色は、材料となる土によって茶色や灰色などいろいろです。表面はザラザラとしていて、カチカチに固まっています。巣の中は空洞になっていて、ドロバチはそこに麻酔をかけたクモや青虫などを運び込み、卵を産み付けます。孵化した幼虫が、その餌を食べて育つための、大切なお部屋なのですね。
1.2 ドロバチが巣を作りやすい場所は家の壁や軒下
ドロバチは、私たちの日々の暮らしのすぐそばで巣作りをすることが多い蜂です。特に、雨風をしのげる、少し隠れた場所を好んで選びます。子育てのための大切な巣が、雨で壊れたり、天敵に見つかったりしないように、静かで安全な場所を探しているのでしょう。

具体的には、次のような場所で巣が見つかることがあります。
- 軒下や庇(ひさし)の下
- 外壁の凹凸がある部分
- ベランダやバルコニーの天井や隅
- 窓のサッシの隙間
- 雨戸の戸袋の中
- エアコンの室外機の裏や内部
- あまり使わない物置や倉庫の中
普段あまり目を向けないような場所に、いつの間にか作られていることが多いようです。お家の周りを少し点検してみると、思わぬ発見があるかもしれませんね。
1.3 スズメバチやアシナガバチの巣との違い
庭先で蜂の巣を見つけると、危険なスズメバチやアシナガバチの巣ではないかと、ドキッとしてしまいますよね。でも、巣の見た目の違いを知っていれば、慌てずに対処できます。ドロバチの巣と、他の蜂の巣との違いを比べてみましょう。
蜂の種類 | 巣の材料 | 巣の形 | 巣穴の様子 |
---|---|---|---|
ドロバチ | 泥、土 | 徳利型、壺型、筒状、塊状 | 巣の出入り口となる小さな穴が1つか数個ある |
アシナガバチ | 木の皮などの植物繊維 | シャワーヘッドのようなお椀を逆さにした形 | 六角形の巣穴がたくさん下から見える |
スズメバチ | 木の皮などの植物繊維 | 初期はとっくりを逆さにした形。大きくなると縞模様の球状になる | 外側が覆われていて巣穴は見えない。

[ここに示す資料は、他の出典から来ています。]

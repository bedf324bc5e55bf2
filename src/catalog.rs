//! # Action Catalog
//!
//! Static catalog of the bulk actions an operator can run, plus the
//! confirmation gate that decides whether a run needs explicit approval
//! before it starts.

use serde::{Deserialize, Serialize};
use std::collections::HashMap;
use std::fmt;
use std::sync::Arc;

/// Closed enumeration of bulk action kinds
#[derive(Debug, Clone, Copy, PartialEq, Eq, Hash, Serialize, Deserialize)]
#[serde(rename_all = "snake_case")]
pub enum ActionType {
    Delete,
    Update,
    Archive,
    Restore,
    Export,
    Move,
    Duplicate,
    Approve,
    Reject,
    Custom,
}

impl ActionType {
    /// Action kinds that remove or overwrite records by default
    pub fn is_destructive_by_default(&self) -> bool {
        matches!(self, Self::Delete | Self::Reject)
    }
}

impl fmt::Display for ActionType {
    fn fmt(&self, f: &mut fmt::Formatter<'_>) -> fmt::Result {
        match self {
            Self::Delete => write!(f, "delete"),
            Self::Update => write!(f, "update"),
            Self::Archive => write!(f, "archive"),
            Self::Restore => write!(f, "restore"),
            Self::Export => write!(f, "export"),
            Self::Move => write!(f, "move"),
            Self::Duplicate => write!(f, "duplicate"),
            Self::Approve => write!(f, "approve"),
            Self::Reject => write!(f, "reject"),
            Self::Custom => write!(f, "custom"),
        }
    }
}

impl std::str::FromStr for ActionType {
    type Err = String;

    fn from_str(s: &str) -> std::result::Result<Self, Self::Err> {
        match s {
            "delete" => Ok(Self::Delete),
            "update" => Ok(Self::Update),
            "archive" => Ok(Self::Archive),
            "restore" => Ok(Self::Restore),
            "export" => Ok(Self::Export),
            "move" => Ok(Self::Move),
            "duplicate" => Ok(Self::Duplicate),
            "approve" => Ok(Self::Approve),
            "reject" => Ok(Self::Reject),
            "custom" => Ok(Self::Custom),
            _ => Err(format!("Invalid action type: {s}")),
        }
    }
}

/// Immutable catalog entry describing one available bulk action.
///
/// Created at configuration time and shared read-only from then on.
#[derive(Debug, Clone, Serialize, Deserialize)]
pub struct BulkAction {
    pub id: String,
    pub action_type: ActionType,
    pub label: String,
    pub description: String,
    pub confirmation_required: bool,
    pub destructive: bool,
}

impl BulkAction {
    pub fn new(
        id: impl Into<String>,
        action_type: ActionType,
        label: impl Into<String>,
        description: impl Into<String>,
    ) -> Self {
        Self {
            id: id.into(),
            action_type,
            label: label.into(),
            description: description.into(),
            confirmation_required: false,
            destructive: action_type.is_destructive_by_default(),
        }
    }

    pub fn with_confirmation(mut self) -> Self {
        self.confirmation_required = true;
        self
    }

    pub fn destructive(mut self) -> Self {
        self.destructive = true;
        self
    }
}

/// Confirmation gate: destructive actions always require confirmation,
/// regardless of the explicit flag.
pub fn requires_confirmation(action: &BulkAction) -> bool {
    action.confirmation_required || action.destructive
}

/// Lookup table of configured bulk actions, keyed by action id.
#[derive(Debug, Clone, Default)]
pub struct ActionCatalog {
    actions: HashMap<String, Arc<BulkAction>>,
    ordered_ids: Vec<String>,
}

impl ActionCatalog {
    pub fn new() -> Self {
        Self::default()
    }

    /// Catalog with the standard dashboard action set.
    pub fn standard() -> Self {
        let mut catalog = Self::new();
        catalog.register(BulkAction::new(
            "bulk-delete",
            ActionType::Delete,
            "Delete",
            "Permanently delete the selected items",
        ));
        catalog.register(
            BulkAction::new(
                "bulk-update",
                ActionType::Update,
                "Update",
                "Apply a field update to the selected items",
            )
            .with_confirmation(),
        );
        catalog.register(BulkAction::new(
            "bulk-archive",
            ActionType::Archive,
            "Archive",
            "Move the selected items to the archive",
        ));
        catalog.register(BulkAction::new(
            "bulk-restore",
            ActionType::Restore,
            "Restore",
            "Restore the selected items from the archive",
        ));
        catalog.register(BulkAction::new(
            "bulk-export",
            ActionType::Export,
            "Export",
            "Export the selected items",
        ));
        catalog.register(
            BulkAction::new(
                "bulk-move",
                ActionType::Move,
                "Move",
                "Move the selected items to another location",
            )
            .with_confirmation(),
        );
        catalog.register(BulkAction::new(
            "bulk-duplicate",
            ActionType::Duplicate,
            "Duplicate",
            "Create copies of the selected items",
        ));
        catalog.register(BulkAction::new(
            "bulk-approve",
            ActionType::Approve,
            "Approve",
            "Approve the selected items",
        ));
        catalog.register(BulkAction::new(
            "bulk-reject",
            ActionType::Reject,
            "Reject",
            "Reject the selected items",
        ));
        catalog
    }

    pub fn register(&mut self, action: BulkAction) {
        let id = action.id.clone();
        if self.actions.insert(id.clone(), Arc::new(action)).is_none() {
            self.ordered_ids.push(id);
        }
    }

    pub fn get(&self, id: &str) -> Option<Arc<BulkAction>> {
        self.actions.get(id).cloned()
    }

    /// Actions in registration order, for menu rendering.
    pub fn actions(&self) -> Vec<Arc<BulkAction>> {
        self.ordered_ids
            .iter()
            .filter_map(|id| self.actions.get(id).cloned())
            .collect()
    }

    pub fn len(&self) -> usize {
        self.actions.len()
    }

    pub fn is_empty(&self) -> bool {
        self.actions.is_empty()
    }
}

出入り口の穴は1つ |
一番分かりやすい見分け方のポイントは、巣の材料が「土」か「木」かという点です。ゴツゴツとした土の塊であればドロバチの巣、灰色で紙のような質感であればアシナガバチやスズメバチの巣の可能性が高いです。この違いを知っておくだけでも、落ち着いて次の対応を考えることができますね。
2. ドロバチの巣は縁起がいい幸運のサイン?
家の軒下やベランダの壁に、いつの間にか泥でできた小さな塊が…。初めて見つけると「これは何かしら?」と驚いてしまいますよね。実はそれ、ドロバチが作った巣かもしれません。そして、このドロバチの巣は、昔から幸運を運んでくる縁起物として、大切にされてきたという言い伝えがあるのですよ。
蜂の巣と聞くと、少し怖いイメージがあるかもしれませんが、ドロバチの巣にまつわるお話を知ると、少し見方が変わるかもしれません。なんだか心が温かくなるような、古くからの言い伝えを紐解いていきましょう。
2.1 金運上昇や商売繁盛の言い伝え
日本各地には、ドロバチの巣にまつわる喜ばしい言い伝えが数多く残されています。その中でも特に有名なのが、金運や商売に関するものです。まるで、小さな蜂が私たちに幸せを運んできてくれるかのようですね。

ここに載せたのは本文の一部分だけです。